§ ASSIGNMENT
Reproduce the first line of the material below and each line after it, exactly, through the line containing "pub struct ApiJson<T>(pub T);", and give nothing more.

§ RECORDS FOR THIS EXERCISE
+ + + + + + +

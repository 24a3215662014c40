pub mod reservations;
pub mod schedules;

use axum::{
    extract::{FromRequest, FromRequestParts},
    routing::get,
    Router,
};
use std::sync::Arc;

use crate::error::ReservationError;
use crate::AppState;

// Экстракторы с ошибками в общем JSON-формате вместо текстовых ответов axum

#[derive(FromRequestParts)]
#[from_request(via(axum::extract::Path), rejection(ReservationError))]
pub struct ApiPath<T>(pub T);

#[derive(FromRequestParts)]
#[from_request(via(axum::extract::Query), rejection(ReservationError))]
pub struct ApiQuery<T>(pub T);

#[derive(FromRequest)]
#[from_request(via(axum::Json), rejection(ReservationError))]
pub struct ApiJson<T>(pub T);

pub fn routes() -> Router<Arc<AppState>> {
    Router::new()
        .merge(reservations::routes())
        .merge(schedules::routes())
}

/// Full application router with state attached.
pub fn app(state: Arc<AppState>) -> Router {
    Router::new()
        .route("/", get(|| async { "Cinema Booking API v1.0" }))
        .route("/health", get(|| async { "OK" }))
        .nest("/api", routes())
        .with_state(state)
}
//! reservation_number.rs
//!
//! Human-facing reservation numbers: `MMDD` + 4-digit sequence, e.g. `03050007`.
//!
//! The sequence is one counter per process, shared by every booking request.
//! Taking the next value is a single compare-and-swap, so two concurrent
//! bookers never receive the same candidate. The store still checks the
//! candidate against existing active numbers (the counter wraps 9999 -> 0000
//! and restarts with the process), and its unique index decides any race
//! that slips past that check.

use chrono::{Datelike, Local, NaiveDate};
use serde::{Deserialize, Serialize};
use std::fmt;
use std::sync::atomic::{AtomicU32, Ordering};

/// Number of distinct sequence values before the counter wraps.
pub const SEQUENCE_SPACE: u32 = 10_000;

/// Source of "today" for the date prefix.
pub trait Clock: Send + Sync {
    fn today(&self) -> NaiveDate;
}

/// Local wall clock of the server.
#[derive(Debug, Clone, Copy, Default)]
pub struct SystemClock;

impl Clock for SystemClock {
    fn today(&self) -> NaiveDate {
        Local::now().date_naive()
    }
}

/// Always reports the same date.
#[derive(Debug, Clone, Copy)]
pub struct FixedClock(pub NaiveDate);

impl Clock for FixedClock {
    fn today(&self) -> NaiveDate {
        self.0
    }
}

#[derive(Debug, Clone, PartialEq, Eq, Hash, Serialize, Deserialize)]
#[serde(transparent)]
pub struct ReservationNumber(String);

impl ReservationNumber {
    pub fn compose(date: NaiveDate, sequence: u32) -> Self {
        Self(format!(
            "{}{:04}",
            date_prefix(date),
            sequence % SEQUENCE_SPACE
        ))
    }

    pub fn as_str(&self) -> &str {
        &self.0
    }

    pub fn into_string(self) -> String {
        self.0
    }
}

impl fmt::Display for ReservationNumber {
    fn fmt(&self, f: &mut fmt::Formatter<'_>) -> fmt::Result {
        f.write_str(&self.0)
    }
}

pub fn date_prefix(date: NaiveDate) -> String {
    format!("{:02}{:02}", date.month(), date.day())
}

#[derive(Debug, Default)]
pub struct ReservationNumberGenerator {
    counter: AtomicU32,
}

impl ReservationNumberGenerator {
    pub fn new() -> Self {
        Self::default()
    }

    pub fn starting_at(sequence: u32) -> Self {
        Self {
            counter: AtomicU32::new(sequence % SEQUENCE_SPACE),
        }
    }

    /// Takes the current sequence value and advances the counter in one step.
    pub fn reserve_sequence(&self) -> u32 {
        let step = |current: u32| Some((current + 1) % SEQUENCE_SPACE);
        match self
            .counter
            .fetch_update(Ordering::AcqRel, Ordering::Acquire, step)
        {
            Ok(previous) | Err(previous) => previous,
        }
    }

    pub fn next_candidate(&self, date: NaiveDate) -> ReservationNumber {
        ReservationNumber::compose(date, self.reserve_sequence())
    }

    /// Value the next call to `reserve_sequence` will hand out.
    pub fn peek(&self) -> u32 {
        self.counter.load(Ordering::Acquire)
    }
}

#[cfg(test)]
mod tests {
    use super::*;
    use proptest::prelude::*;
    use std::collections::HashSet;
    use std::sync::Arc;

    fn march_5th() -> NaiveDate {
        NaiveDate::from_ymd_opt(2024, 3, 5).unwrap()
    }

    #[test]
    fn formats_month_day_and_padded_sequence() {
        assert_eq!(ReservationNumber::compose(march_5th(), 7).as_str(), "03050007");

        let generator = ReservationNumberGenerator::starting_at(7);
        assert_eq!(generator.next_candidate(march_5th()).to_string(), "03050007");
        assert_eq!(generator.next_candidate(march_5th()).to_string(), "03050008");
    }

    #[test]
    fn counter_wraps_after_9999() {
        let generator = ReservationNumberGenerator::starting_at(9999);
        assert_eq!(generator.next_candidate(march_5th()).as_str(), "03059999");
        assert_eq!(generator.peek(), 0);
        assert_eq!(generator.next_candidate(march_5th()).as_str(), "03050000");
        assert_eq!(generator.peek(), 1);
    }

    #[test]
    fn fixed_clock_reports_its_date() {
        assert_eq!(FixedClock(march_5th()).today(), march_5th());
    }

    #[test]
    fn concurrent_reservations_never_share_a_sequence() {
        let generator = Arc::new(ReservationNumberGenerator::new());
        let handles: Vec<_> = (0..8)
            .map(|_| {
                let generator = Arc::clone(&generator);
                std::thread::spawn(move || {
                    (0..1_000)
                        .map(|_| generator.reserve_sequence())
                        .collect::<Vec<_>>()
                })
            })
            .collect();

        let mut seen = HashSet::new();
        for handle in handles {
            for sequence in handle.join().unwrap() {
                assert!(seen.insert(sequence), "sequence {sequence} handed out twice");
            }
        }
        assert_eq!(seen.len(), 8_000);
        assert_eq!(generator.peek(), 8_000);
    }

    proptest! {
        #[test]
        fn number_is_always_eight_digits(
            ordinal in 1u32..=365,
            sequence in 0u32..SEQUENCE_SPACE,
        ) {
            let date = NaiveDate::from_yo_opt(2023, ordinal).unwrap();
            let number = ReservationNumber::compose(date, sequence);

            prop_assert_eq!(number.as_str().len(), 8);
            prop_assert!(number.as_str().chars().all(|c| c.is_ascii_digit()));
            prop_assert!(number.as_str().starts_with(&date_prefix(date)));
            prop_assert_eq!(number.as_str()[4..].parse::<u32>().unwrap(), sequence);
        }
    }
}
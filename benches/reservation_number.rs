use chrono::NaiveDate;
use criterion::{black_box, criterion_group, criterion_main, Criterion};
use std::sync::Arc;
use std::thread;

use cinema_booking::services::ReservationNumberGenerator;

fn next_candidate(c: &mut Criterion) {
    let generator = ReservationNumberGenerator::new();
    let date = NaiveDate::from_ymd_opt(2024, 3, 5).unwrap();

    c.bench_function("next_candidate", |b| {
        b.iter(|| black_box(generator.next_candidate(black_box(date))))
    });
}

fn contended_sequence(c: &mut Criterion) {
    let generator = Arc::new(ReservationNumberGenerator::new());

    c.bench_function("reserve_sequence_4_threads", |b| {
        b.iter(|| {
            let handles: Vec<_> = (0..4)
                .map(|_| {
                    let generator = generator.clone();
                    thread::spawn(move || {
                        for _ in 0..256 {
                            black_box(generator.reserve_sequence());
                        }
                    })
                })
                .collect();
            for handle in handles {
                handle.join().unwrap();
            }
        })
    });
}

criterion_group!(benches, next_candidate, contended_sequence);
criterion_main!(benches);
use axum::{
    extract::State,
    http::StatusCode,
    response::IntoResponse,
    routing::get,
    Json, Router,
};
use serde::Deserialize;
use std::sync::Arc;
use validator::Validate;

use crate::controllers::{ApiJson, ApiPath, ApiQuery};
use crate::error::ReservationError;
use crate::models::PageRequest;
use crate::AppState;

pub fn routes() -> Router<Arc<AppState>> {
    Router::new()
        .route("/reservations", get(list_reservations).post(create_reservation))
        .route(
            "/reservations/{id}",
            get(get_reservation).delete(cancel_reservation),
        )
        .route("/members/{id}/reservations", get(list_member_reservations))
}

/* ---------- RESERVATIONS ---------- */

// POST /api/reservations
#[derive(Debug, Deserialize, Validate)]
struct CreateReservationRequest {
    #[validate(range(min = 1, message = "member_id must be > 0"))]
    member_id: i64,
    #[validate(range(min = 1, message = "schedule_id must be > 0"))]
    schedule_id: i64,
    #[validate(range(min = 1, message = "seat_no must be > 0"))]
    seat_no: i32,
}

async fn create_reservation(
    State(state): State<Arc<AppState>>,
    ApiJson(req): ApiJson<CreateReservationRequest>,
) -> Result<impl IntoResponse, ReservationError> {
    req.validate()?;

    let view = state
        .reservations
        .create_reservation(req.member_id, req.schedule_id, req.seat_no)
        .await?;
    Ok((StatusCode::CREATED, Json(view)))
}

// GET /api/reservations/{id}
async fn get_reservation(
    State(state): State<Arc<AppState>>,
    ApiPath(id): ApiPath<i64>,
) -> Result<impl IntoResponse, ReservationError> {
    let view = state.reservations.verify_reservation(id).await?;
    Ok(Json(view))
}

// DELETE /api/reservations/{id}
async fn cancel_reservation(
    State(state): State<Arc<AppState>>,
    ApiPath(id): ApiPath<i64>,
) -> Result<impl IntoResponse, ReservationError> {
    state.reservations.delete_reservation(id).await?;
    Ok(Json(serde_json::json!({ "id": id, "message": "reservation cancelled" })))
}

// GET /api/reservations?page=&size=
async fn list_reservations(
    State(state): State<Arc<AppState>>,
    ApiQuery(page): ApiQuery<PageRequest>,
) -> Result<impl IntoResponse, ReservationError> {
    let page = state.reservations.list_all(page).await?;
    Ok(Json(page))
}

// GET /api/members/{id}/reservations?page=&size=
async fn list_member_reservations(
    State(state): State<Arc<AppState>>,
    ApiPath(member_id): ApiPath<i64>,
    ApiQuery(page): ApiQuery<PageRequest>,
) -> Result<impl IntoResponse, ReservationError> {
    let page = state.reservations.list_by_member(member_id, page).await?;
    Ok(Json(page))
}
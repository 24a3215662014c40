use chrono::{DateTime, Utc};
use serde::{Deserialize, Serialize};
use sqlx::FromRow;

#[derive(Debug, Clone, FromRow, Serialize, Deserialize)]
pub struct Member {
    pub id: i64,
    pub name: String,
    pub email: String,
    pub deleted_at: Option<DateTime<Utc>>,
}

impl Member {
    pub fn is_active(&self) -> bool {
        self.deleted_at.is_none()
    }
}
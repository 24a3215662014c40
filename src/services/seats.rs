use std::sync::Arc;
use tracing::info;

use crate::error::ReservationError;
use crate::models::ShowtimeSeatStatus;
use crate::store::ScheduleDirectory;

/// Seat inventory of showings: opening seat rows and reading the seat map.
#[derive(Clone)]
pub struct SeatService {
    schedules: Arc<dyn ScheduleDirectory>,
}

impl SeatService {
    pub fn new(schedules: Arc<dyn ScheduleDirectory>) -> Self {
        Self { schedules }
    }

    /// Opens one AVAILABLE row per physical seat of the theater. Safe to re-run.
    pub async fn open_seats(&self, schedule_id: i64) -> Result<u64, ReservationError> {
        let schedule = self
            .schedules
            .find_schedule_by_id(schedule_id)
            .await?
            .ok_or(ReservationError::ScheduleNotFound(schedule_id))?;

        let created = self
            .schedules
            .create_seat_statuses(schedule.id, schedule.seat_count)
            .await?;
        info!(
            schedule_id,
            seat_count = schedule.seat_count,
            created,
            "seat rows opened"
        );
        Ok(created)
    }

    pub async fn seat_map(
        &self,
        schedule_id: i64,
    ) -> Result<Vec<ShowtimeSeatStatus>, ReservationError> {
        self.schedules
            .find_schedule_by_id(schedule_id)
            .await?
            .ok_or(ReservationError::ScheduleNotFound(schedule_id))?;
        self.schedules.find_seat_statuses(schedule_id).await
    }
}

+ + + + + + +

§ OUTPUT FOR THIS TASK
repository 24a3215662014c40
pub mod reservations;
pub mod schedules;

use axum::{
    extract::{FromRequest, FromRequestParts},
    routing::get,
    Router,
};
use std::sync::Arc;

use crate::error::ReservationError;
use crate::AppState;

// Экстракторы с ошибками в общем JSON-формате вместо текстовых ответов axum

#[derive(FromRequestParts)]
#[from_request(via(axum::extract::Path), rejection(ReservationError))]
pub struct ApiPath<T>(pub T);

#[derive(FromRequestParts)]
#[from_request(via(axum::extract::Query), rejection(ReservationError))]
pub struct ApiQuery<T>(pub T);

#[derive(FromRequest)]
#[from_request(via(axum::Json), rejection(ReservationError))]
pub struct ApiJson<T>(pub T);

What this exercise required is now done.